RAKSASAPOKER Pandemi Covid- 19 sudah menimbulkan kerutinan baru di warga buat menghindari penyebarannya, tercantum dalam perihal beribadah bersama. Kamu tentu berpikir gimana dengan sholat Jumat? Apa boleh ubah sholat Jumat dengan sholat zuhur? Gimana hukumnya?
Majelis Ulama Indonesia( MUI) sudah melarang sedangkan penerapan ibadah yang membuat konsentrasi massa, semacam sholat 5 waktu berjamaah, sholat Tarawih, Sholat Idul Fitri, maupun aktivitas majelis taklim. Larangan tersebut berlaku untuk umat Islam di daerah di mana keadaan penyebaran virus corona lumayan besar.
Ketentuan ini berlaku pula buat penerapan sholat jumat berjamaah di masjid. Tidak mengerjakan sholat Jumat di daerah yang terdampak pandemi virus corona semacam dikala ini merupakan tidak permasalahan, dengan catatan mengubahnya dengan sholat zuhur. Kemudian gimana hukum ubah sholat Jumat dengan sholat zuhur?
Sesungguhnya fatwa MUI terpaut hukum ubah sholat Jumat dengan sholat zuhur di masa pandemi ini sudah di informasikan. Dalam Fatwa MUI No 14 Tahun 2020 tentang Penyelenggaraan Ibadah dalam Suasana Terjalin Wabah COVID- 19, ada syarat hukum untuk orang sehat serta orang yang belum dikenal terpapar Covid- 19 ataupun tidak.
Awal, bila orang tersebut terdapat di dalam kawasan yang kemampuan penularannya besar ataupun sangat besar bersumber pada ketetapan pihak yang berwenang, hingga dia boleh meninggalkan sholat Jumat. Selaku gantinya, dia wajib melaksanakan sholat zuhur di tempat kediaman.
Kedua, bila orang tersebut terdapat di kawasan yang kemampuan penularannya rendah bersumber pada ketetapan pihak yang berwenang, hingga dia senantiasa harus melaksanakan kewajiban ibadah sebagaimana umumnya. Tidak hanya itu, dia pula harus melindungi diri supaya tidak terpapar Covid- 19.

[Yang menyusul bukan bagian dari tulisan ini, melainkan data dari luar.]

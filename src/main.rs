use clap::{Parser, Subcommand};
use daybook::config::{self, SiteConfig, StyleVariant};
use daybook::dataset::SiteData;
use daybook::datastore::{self, RestClient};
use daybook::defaults::Defaults;
use daybook::imaging::ResvgRasterizer;
use daybook::{calendar, generate, output};
use std::error::Error;
use std::path::{Path, PathBuf};
use std::process::ExitCode;
use tracing_subscriber::EnvFilter;

fn version_string() -> &'static str {
    let on_tag = env!("DAYBOOK_ON_RELEASE_TAG");
    if on_tag == "true" {
        env!("CARGO_PKG_VERSION")
    } else {
        let hash = env!("DAYBOOK_GIT_HASH");
        if hash.is_empty() {
            "dev@unknown"
        } else {
            // Leaked once at startup, called exactly once
            Box::leak(format!("dev@{hash}").into_boxed_str())
        }
    }
}

#[derive(Parser)]
#[command(name = "daybook")]
#[command(about = "Static site generator for a daily recovery readings website")]
#[command(long_about = "\
Static site generator for a daily recovery readings website

Fetches the year of readings (plus steps, themes, ratings and member shares)
from the data store and writes the complete site: one page per day, theme,
step and month pages, literature, social preview cards, sitemap and assets.

Environment (a .env file in the working directory is loaded first):

  DAYBOOK_DATASTORE_URL     data store base URL (required)
  DAYBOOK_DATASTORE_KEY     anonymous API key (required)
  RUST_LOG                  log filter, e.g. daybook=debug

Output layout:

  dist/
  ├── index.html                   # Today's reading
  ├── january-1/                   # One directory per day, 366 total
  │   ├── index.html
  │   └── og.png                   # 1200×630 social card
  ├── themes/  steps/  months/  literature/
  ├── about/  privacy/  contact/  admin/
  ├── css/style.css                # From static/css/style-<variant>.css
  ├── sitemap.xml  robots.txt  404.html  CNAME

Note: --version selects the stylesheet variant, not the program version.

Run 'daybook gen-config' to generate a documented daybook.toml.")]
#[command(disable_version_flag = true)]
#[command(before_help = version_string())]
struct Cli {
    /// Stylesheet variant copied to css/style.css
    #[arg(long = "version", value_enum, global = true)]
    style: Option<StyleVariant>,

    /// Prefix for every internal link, e.g. /preview
    #[arg(long, global = true)]
    base_path: Option<String>,

    /// Output directory (overrides [build] output)
    #[arg(long, global = true)]
    output: Option<PathBuf>,

    /// Config file
    #[arg(long, default_value = "daybook.toml", global = true)]
    config: PathBuf,

    /// Log progress at info level
    #[arg(long, short, global = true)]
    verbose: bool,

    #[command(subcommand)]
    command: Option<Command>,
}

#[derive(Subcommand, Clone, Copy)]
enum Command {
    /// Fetch data and generate the full site (default)
    Build,
    /// Fetch and assemble data, print a summary, write nothing
    Check,
    /// Print a stock daybook.toml with all options documented
    GenConfig,
}

fn main() -> ExitCode {
    let cli = Cli::parse();
    init_tracing(cli.verbose);

    match run(&cli) {
        Ok(()) => ExitCode::SUCCESS,
        Err(e) => {
            eprintln!("error: {e}");
            ExitCode::FAILURE
        }
    }
}

fn run(cli: &Cli) -> Result<(), Box<dyn Error>> {
    let command = cli.command.unwrap_or(Command::Build);
    if let Command::GenConfig = command {
        print!("{}", config::stock_config_toml());
        return Ok(());
    }

    // A missing .env is fine; the variables may come from the environment.
    let _ = dotenvy::dotenv();

    let config = resolve_config(cli)?;
    init_thread_pool(&config.processing);
    let version = version_string();
    let client = RestClient::from_env(&config.datastore)?;

    match command {
        Command::Build => {
            println!("==> Building {} → {}", config.site.name, config.build.output);
            let rasterizer = ResvgRasterizer::new(Path::new(&config.og.fonts_dir), &config.og);
            let today = calendar::today_day_of_year(chrono::Local::now().date_naive());
            let summary = generate::build(&client, &config, &rasterizer, today, version)?;
            output::print_generate_output(&summary);
        }
        Command::Check => {
            println!("==> Checking {}", config.site.name);
            let fetched = datastore::fetch_all(&client)?;
            output::print_fetch_output(&fetched);
            println!();
            let data = SiteData::assemble(fetched, Defaults::stock());
            output::print_dataset_output(&data);
            println!("==> Data is valid");
        }
        Command::GenConfig => {}
    }

    Ok(())
}

/// Load the config file and apply command-line overrides on top.
fn resolve_config(cli: &Cli) -> Result<SiteConfig, config::ConfigError> {
    let mut config = config::load_config(&cli.config)?;
    if let Some(style) = cli.style {
        config.build.style = style;
    }
    if let Some(base) = &cli.base_path {
        config.build.base_path = config::normalize_base_path(base);
    }
    if let Some(out) = &cli.output {
        config.build.output = out.to_string_lossy().into_owned();
    }
    config.validate()?;
    Ok(config)
}

/// `--verbose` forces info level, otherwise RUST_LOG or warn.
fn init_tracing(verbose: bool) {
    let filter = if verbose {
        EnvFilter::new("info")
    } else {
        EnvFilter::try_from_default_env().unwrap_or_else(|_| EnvFilter::new("warn"))
    };
    tracing_subscriber::fmt()
        .with_env_filter(filter)
        .with_writer(std::io::stderr)
        .init();
}

/// Initialize the rayon thread pool based on processing config.
///
/// Caps at the number of available CPU cores; user can constrain down, not up.
fn init_thread_pool(processing: &config::ProcessingConfig) {
    let threads = config::effective_threads(processing);
    rayon::ThreadPoolBuilder::new()
        .num_threads(threads)
        .build_global()
        .ok();
}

Dalam konteks penyelenggaraan sholat Jumat, ada 2 kriteria terpaut pandemi Covid- 18,
Awal, bila penyebaran Covid- 19 tidak terkontrol di sesuatu kawasan yang mengecam jiwa, hingga umat Islam tidak boleh menyelenggarakan sholat Jumat di kawasan tersebut hingga kondisi jadi wajar kembali. Sholat jumat itu harus digantikan dengan sholat zuhur di tempat tiap- tiap.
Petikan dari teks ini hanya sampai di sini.